The short version is that defaults in software are really important (90% of users wont change them), and I don't trust myself to code ArchiveBox 100% correctly so as to never lose data, or the majority of people to store their archives correctly so as to never lose data on their own. Archive.org is the redundant failsafe. Another good reason is that Archive.org is not the only way that your archive content can be leaked, the security model means that archived pages can read each other's content, so I want to make it abundantly clear to users that by default it's designed to only archive content thats already public (in which case it's already fair game for Archive.org).

I've settled on leaving it on as the default, but I do mention 3 times in the README how to disable it, most notably in the CAVEATS section which explains both the security model drawbacks and how to prevent your content from being leaked to Archive.org or other 3rd party APIs.


Although I tend privacy-by-default for most deployed technologies, the context of archiving does change the criteria quite a lot; you've selected a sensible and reasonable default, I reckon. Hopefully integrity is a consideration too?

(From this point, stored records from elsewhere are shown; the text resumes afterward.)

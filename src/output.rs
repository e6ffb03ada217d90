//! Results output formatting (CSV).

use crate::analysis::SimulationResult;
use crate::error::Result;
use std::io::Write;

/// Write the space-time history as CSV.
///
/// Format: a header row with the grid coordinates, then one row per step
/// with its simulation time. `reverse_space` flips the spatial axis of both
/// the header and the rows.
/// ```csv
/// t,0,1.5075,3.0151,...
/// 0.002284,0.0,0.0,0.0,...
/// ```
pub fn write_history_csv<W: Write>(
    result: &SimulationResult,
    writer: &mut W,
    reverse_space: bool,
) -> Result<()> {
    let mut grid = result.grid.clone();
    let rows = if reverse_space {
        grid.reverse();
        result.history.spatially_reversed()
    } else {
        result.history.rows().to_vec()
    };

    write!(writer, "t")?;
    for x in &grid {
        write!(writer, ",{}", x)?;
    }
    writeln!(writer)?;

    for (t, row) in result.times().iter().zip(&rows) {
        write!(writer, "{}", t)?;
        for u in row {
            write!(writer, ",{}", u)?;
        }
        writeln!(writer)?;
    }
    Ok(())
}

/// Write the scalar run metadata as `key,value` CSV.
pub fn write_summary<W: Write>(result: &SimulationResult, writer: &mut W) -> Result<()> {
    writeln!(writer, "Quantity,Value")?;
    writeln!(writer, "strategy,{}", result.strategy)?;
    writeln!(writer, "ranks,{}", result.num_ranks)?;
    writeln!(writer, "grid_points,{}", result.grid.len())?;
    writeln!(writer, "grid_spacing,{}", result.grid_spacing)?;
    writeln!(writer, "time_step,{}", result.time_step)?;
    writeln!(writer, "steps,{}", result.step_count())?;
    writeln!(writer, "elapsed_seconds,{}", result.elapsed_seconds)?;
    Ok(())
}

/// One rank's startup greeting.
pub fn hello_line(rank: usize, num_ranks: usize, processor_name: &str) -> String {
    format!("Hello, World! I am process {rank} of {num_ranks} on {processor_name}.")
}
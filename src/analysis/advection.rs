//! Time-stepping engine for the distributed advection run.
//!
//! Solves du/dt = v * du/dx with forward Euler in time. Every rank runs the
//! same loop; only the coordinator holds the global field and history. Each
//! step is one derivative evaluation (communication plus local work)
//! followed by the explicit update on the coordinator, and step n + 1 never
//! starts before step n's update is done.

use super::{SimulationResult, SpaceTimeHistory};
use crate::config::ProblemConfig;
use crate::error::{AdvectrixError, Result};
use crate::solver::comm::{CommunicationBackend, COORDINATOR};
use crate::solver::comm_thread::run_on_threads;
use crate::solver::partition::BlockPartition;
use crate::solver::{DerivativeOperator, Role};
use crate::stats::Stats;
use std::time::{Duration, Instant};

/// Lifecycle of one engine.
#[derive(Debug, Clone, Copy, PartialEq, Eq)]
pub enum Phase {
    Initializing,
    Stepping,
    Finalizing,
    Done,
}

/// One rank's view of the simulation.
pub struct AdvectionEngine<'a> {
    config: &'a ProblemConfig,
    comm: &'a dyn CommunicationBackend,
    role: Role,
    partition: BlockPartition,
    operator: DerivativeOperator,
    phase: Phase,
}

impl<'a> AdvectionEngine<'a> {
    /// Validate the configuration and bind the derivative operator to this
    /// rank. Fails before any message is exchanged.
    pub fn new(config: &'a ProblemConfig, comm: &'a dyn CommunicationBackend) -> Result<Self> {
        config.validate()?;
        let partition = BlockPartition::new(config.grid_point_count, comm.num_ranks())?;
        let role = Role::of(comm);
        let operator = DerivativeOperator::build(
            config.strategy,
            partition,
            comm.rank(),
            role,
            config.grid_spacing(),
        );
        Ok(Self {
            config,
            comm,
            role,
            partition,
            operator,
            phase: Phase::Initializing,
        })
    }

    pub fn role(&self) -> Role {
        self.role
    }

    pub fn phase(&self) -> Phase {
        self.phase
    }

    pub fn partition(&self) -> &BlockPartition {
        &self.partition
    }

    /// Run every step. The coordinator returns the assembled result, workers
    /// return `None`. Any error aborts the run with no partial result.
    pub fn run(&mut self, mut stats: Option<&mut Stats>) -> Result<Option<SimulationResult>> {
        if self.phase != Phase::Initializing {
            return Err(AdvectrixError::Configuration(format!(
                "engine already ran (phase {:?})",
                self.phase
            )));
        }
        let rank = self.comm.rank();
        let _span = tracing::info_span!(
            "advection_run",
            strategy = %self.config.strategy,
            rank,
            ranks = self.comm.num_ranks()
        )
        .entered();

        let n = self.config.grid_point_count;
        let steps = self.config.step_count();
        let time_step = self.config.time_step();
        let coeff = self.config.velocity * time_step;

        let t = Instant::now();
        let initial_field = match self.role {
            Role::Coordinator => self.config.initial_field(),
            Role::Worker => Vec::new(),
        };
        let mut field = initial_field.clone();
        let mut derivative = vec![0.0; field.len()];
        let mut history = match self.role {
            Role::Coordinator => Some(SpaceTimeHistory::with_capacity(n, steps)),
            Role::Worker => None,
        };
        self.comm.barrier()?;
        let start = self.comm.wall_time();
        if let Some(ref mut s) = stats {
            s.add_phase("Initialize", t.elapsed());
        }

        self.phase = Phase::Stepping;
        tracing::info!(steps, time_step, local_points = self.partition.local_point_count(), "stepping");
        let t = Instant::now();
        for step in 0..steps {
            let _step = tracing::trace_span!("step", step).entered();
            self.operator
                .apply(self.comm, &field, &mut derivative, stats.as_deref_mut())?;

            if let Some(history) = history.as_mut() {
                let t_update = Instant::now();
                explicit_update(&mut field, &derivative, coeff);
                history.push(&field);
                if let Some(ref mut s) = stats {
                    s.update += t_update.elapsed();
                }
            }
            if let Some(ref mut s) = stats {
                s.steps += 1;
            }
        }
        if let Some(ref mut s) = stats {
            s.add_phase("Stepping", t.elapsed());
        }

        self.phase = Phase::Finalizing;
        self.comm.barrier()?;
        let local_elapsed = self.comm.wall_time() - start;
        let elapsed_seconds = self.comm.all_reduce_max(local_elapsed)?;
        self.phase = Phase::Done;
        tracing::info!(elapsed_seconds, "run complete");

        Ok(history.map(|history| SimulationResult {
            strategy: self.config.strategy,
            num_ranks: self.comm.num_ranks(),
            grid: self.config.grid(),
            grid_spacing: self.config.grid_spacing(),
            time_step,
            initial_field,
            history,
            elapsed_seconds,
        }))
    }
}

/// Forward Euler: u <- u + coeff * du/dx, with coeff = v * dt.
pub fn explicit_update(field: &mut [f64], derivative: &[f64], coeff: f64) {
    for (u, d) in field.iter_mut().zip(derivative) {
        *u += coeff * d;
    }
}

/// Run the simulation on this rank.
pub fn run(
    config: &ProblemConfig,
    comm: &dyn CommunicationBackend,
    stats: Option<&mut Stats>,
) -> Result<Option<SimulationResult>> {
    AdvectionEngine::new(config, comm)?.run(stats)
}

/// Run the simulation on `workers` in-process ranks and return the
/// coordinator's result.
pub fn run_threaded(
    config: &ProblemConfig,
    workers: usize,
    deadline: Option<Duration>,
) -> Result<SimulationResult> {
    let results = run_on_threads(workers, deadline, |comm| run(config, &comm, None))?;
    results
        .into_iter()
        .nth(COORDINATOR)
        .flatten()
        .ok_or_else(|| AdvectrixError::Communication("coordinator returned no result".into()))
}
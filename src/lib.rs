//! Distributed explicit finite-difference solver for 1-D advection.
//!
//! The grid is split into contiguous blocks, one per rank. Each step the
//! ranks cooperate on the spatial derivative, either by exchanging ghost
//! cells point-to-point or by multiplying row blocks of a banded derivative
//! matrix against a broadcast field, and the coordinator applies the
//! forward Euler update and records the step.

pub mod analysis;
pub mod config;
pub mod error;
pub mod output;
pub mod solver;
pub mod sparse;
pub mod stats;
//! Distributed spatial-derivative operators and the fabric they run on.

pub mod block_matrix;
pub mod comm;
#[cfg(feature = "distributed")]
pub mod comm_mpi;
pub mod comm_thread;
pub mod ghost_cell;
pub mod partition;

use crate::config::DerivativeStrategy;
use crate::error::Result;
use crate::stats::Stats;
use block_matrix::{derivative_matrix, BlockMatrixOperator, Stencil};
use comm::{CommunicationBackend, COORDINATOR};
use ghost_cell::{forward_difference, GhostCellStencil};
use partition::BlockPartition;

/// Whether this rank holds the authoritative global field.
///
/// Resolved once from the fabric when the engine is built and passed down,
/// so the stepping code never compares ranks itself.
#[derive(Debug, Clone, Copy, PartialEq, Eq)]
pub enum Role {
    Coordinator,
    Worker,
}

impl Role {
    pub fn of(comm: &dyn CommunicationBackend) -> Self {
        if comm.rank() == COORDINATOR {
            Role::Coordinator
        } else {
            Role::Worker
        }
    }

    pub fn is_coordinator(self) -> bool {
        self == Role::Coordinator
    }
}

/// The configured derivative strategy, bound to one rank's partition.
pub enum DerivativeOperator {
    GhostCell(GhostCellStencil),
    BlockMatrix(BlockMatrixOperator),
}

impl DerivativeOperator {
    pub fn build(
        strategy: DerivativeStrategy,
        partition: BlockPartition,
        rank: usize,
        role: Role,
        grid_spacing: f64,
    ) -> Self {
        match strategy {
            DerivativeStrategy::GhostCell => DerivativeOperator::GhostCell(GhostCellStencil::new(
                partition,
                rank,
                role,
                grid_spacing,
            )),
            DerivativeStrategy::UpwindMatrix => DerivativeOperator::BlockMatrix(
                BlockMatrixOperator::new(Stencil::Upwind, partition, rank, role, grid_spacing),
            ),
            DerivativeStrategy::CenteredMatrix => DerivativeOperator::BlockMatrix(
                BlockMatrixOperator::new(Stencil::Centered, partition, rank, role, grid_spacing),
            ),
        }
    }

    /// Derivative of the coordinator's `field` into the coordinator's
    /// `derivative`. Every rank must call this in the same step.
    pub fn apply(
        &mut self,
        comm: &dyn CommunicationBackend,
        field: &[f64],
        derivative: &mut [f64],
        stats: Option<&mut Stats>,
    ) -> Result<()> {
        match self {
            DerivativeOperator::GhostCell(op) => op.apply(comm, field, derivative, stats),
            DerivativeOperator::BlockMatrix(op) => op.apply(comm, field, derivative, stats),
        }
    }
}

/// One-process reference derivative for `strategy`.
///
/// This is what every distributed run must reproduce.
pub fn serial_derivative(strategy: DerivativeStrategy, field: &[f64], h: f64) -> Vec<f64> {
    let n = field.len();
    match strategy {
        DerivativeStrategy::GhostCell => {
            let mut buffer = Vec::with_capacity(n + 2);
            buffer.push(0.0);
            buffer.extend_from_slice(field);
            buffer.push(0.0);
            let mut out = vec![0.0; n];
            forward_difference(&buffer, h, &mut out);
            out
        }
        DerivativeStrategy::UpwindMatrix => derivative_matrix(Stencil::Upwind, n, h).spmv(field),
        DerivativeStrategy::CenteredMatrix => {
            derivative_matrix(Stencil::Centered, n, h).spmv(field)
        }
    }
}

#[cfg(test)]
mod tests {
    use super::*;
    use crate::solver::comm::SingleProcessComm;
    use approx::assert_abs_diff_eq;

    const STRATEGIES: [DerivativeStrategy; 3] = [
        DerivativeStrategy::GhostCell,
        DerivativeStrategy::UpwindMatrix,
        DerivativeStrategy::CenteredMatrix,
    ];

    #[test]
    fn single_rank_matches_serial_derivative() {
        let h = 0.2;
        let field: Vec<f64> = (0..10).map(|i| (i as f64 * h).powi(2)).collect();
        let comm = SingleProcessComm::new();
        let partition = BlockPartition::new(field.len(), 1).unwrap();

        for strategy in STRATEGIES {
            let mut op = DerivativeOperator::build(strategy, partition, 0, Role::Coordinator, h);
            let mut derivative = vec![0.0; field.len()];
            op.apply(&comm, &field, &mut derivative, None).unwrap();
            let expected = serial_derivative(strategy, &field, h);
            for (got, want) in derivative.iter().zip(&expected) {
                assert_abs_diff_eq!(*got, *want, epsilon = 1e-12);
            }
        }
    }

    #[test]
    fn forward_and_upwind_agree_away_from_edges() {
        let h = 0.5;
        let field: Vec<f64> = (0..12).map(|i| (i as f64).sin()).collect();
        let ghost = serial_derivative(DerivativeStrategy::GhostCell, &field, h);
        let upwind = serial_derivative(DerivativeStrategy::UpwindMatrix, &field, h);
        for i in 1..field.len() - 1 {
            assert_abs_diff_eq!(ghost[i], upwind[i], epsilon = 1e-12);
        }
        assert_eq!(upwind[0], 0.0);
        assert_eq!(upwind[11], 0.0);
    }

    #[test]
    fn role_resolves_from_rank() {
        assert_eq!(Role::of(&SingleProcessComm::new()), Role::Coordinator);
        assert!(!Role::Worker.is_coordinator());
    }
}
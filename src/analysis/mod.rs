//! Analysis engine: runs the advection simulation and holds its results.

pub mod advection;

use crate::config::DerivativeStrategy;

/// Append-only record of the global field, one snapshot per completed step.
///
/// Lives on the coordinator only.
#[derive(Debug, Clone, Default, PartialEq)]
pub struct SpaceTimeHistory {
    grid_points: usize,
    snapshots: Vec<Vec<f64>>,
}

impl SpaceTimeHistory {
    pub fn new(grid_points: usize) -> Self {
        Self {
            grid_points,
            snapshots: Vec::new(),
        }
    }

    pub fn with_capacity(grid_points: usize, steps: usize) -> Self {
        Self {
            grid_points,
            snapshots: Vec::with_capacity(steps),
        }
    }

    /// Record one step. Panics if the snapshot has the wrong length.
    pub fn push(&mut self, field: &[f64]) {
        assert_eq!(
            field.len(),
            self.grid_points,
            "snapshot length does not match the grid"
        );
        self.snapshots.push(field.to_vec());
    }

    pub fn len(&self) -> usize {
        self.snapshots.len()
    }

    pub fn is_empty(&self) -> bool {
        self.snapshots.is_empty()
    }

    pub fn grid_points(&self) -> usize {
        self.grid_points
    }

    /// Snapshots in step order: `rows()[k]` is the field after step k + 1.
    pub fn rows(&self) -> &[Vec<f64>] {
        &self.snapshots
    }

    pub fn last(&self) -> Option<&[f64]> {
        self.snapshots.last().map(Vec::as_slice)
    }

    /// Snapshots with the spatial axis reversed.
    ///
    /// Presentation only: the ghost-cell plots are drawn right-to-left.
    pub fn spatially_reversed(&self) -> Vec<Vec<f64>> {
        self.snapshots
            .iter()
            .map(|row| row.iter().rev().copied().collect())
            .collect()
    }
}

/// Everything the visualization side needs from one run.
#[derive(Debug, Clone)]
pub struct SimulationResult {
    pub strategy: DerivativeStrategy,
    pub num_ranks: usize,
    /// Grid coordinates x_i.
    pub grid: Vec<f64>,
    pub grid_spacing: f64,
    pub time_step: f64,
    /// Field at t = 0.
    pub initial_field: Vec<f64>,
    pub history: SpaceTimeHistory,
    /// Slowest rank's wall time for the stepping loop.
    pub elapsed_seconds: f64,
}

impl SimulationResult {
    /// Simulation time of each history row.
    pub fn times(&self) -> Vec<f64> {
        (1..=self.history.len())
            .map(|k| k as f64 * self.time_step)
            .collect()
    }

    /// Field after the last step, or the initial field if no step ran.
    pub fn final_field(&self) -> &[f64] {
        self.history.last().unwrap_or(self.initial_field.as_slice())
    }

    pub fn step_count(&self) -> usize {
        self.history.len()
    }
}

Glad to read that article, one day :)


Integrity is absolutely paramount too of course, which is why I chose Django (because of the mature DB migrations system that makes upgrades deterministic, reversible, and relatively painless). Hand coding a schema migration system would be a recipe for disaster and an easy opportunity for users to lose data.

Nevertheless, no system is perfect, and even with Django helping guard database integrity and multiple redundant index files, it's possible I'll make a mistake someday that leads to data loss on upgrade. I don't want that situation to be the next (mini) library of Alexandria, and saving copies to Archive.org helps serve as a last-resort backup.


Appreciate the project, web archives are becoming an important part of the internet ecosystem.

I personally have no issue with the defaults, but if you've agonized over the defaults, perhaps you should consider clearly documenting it in the main project README instead of leaving it for people to find in the config documentation.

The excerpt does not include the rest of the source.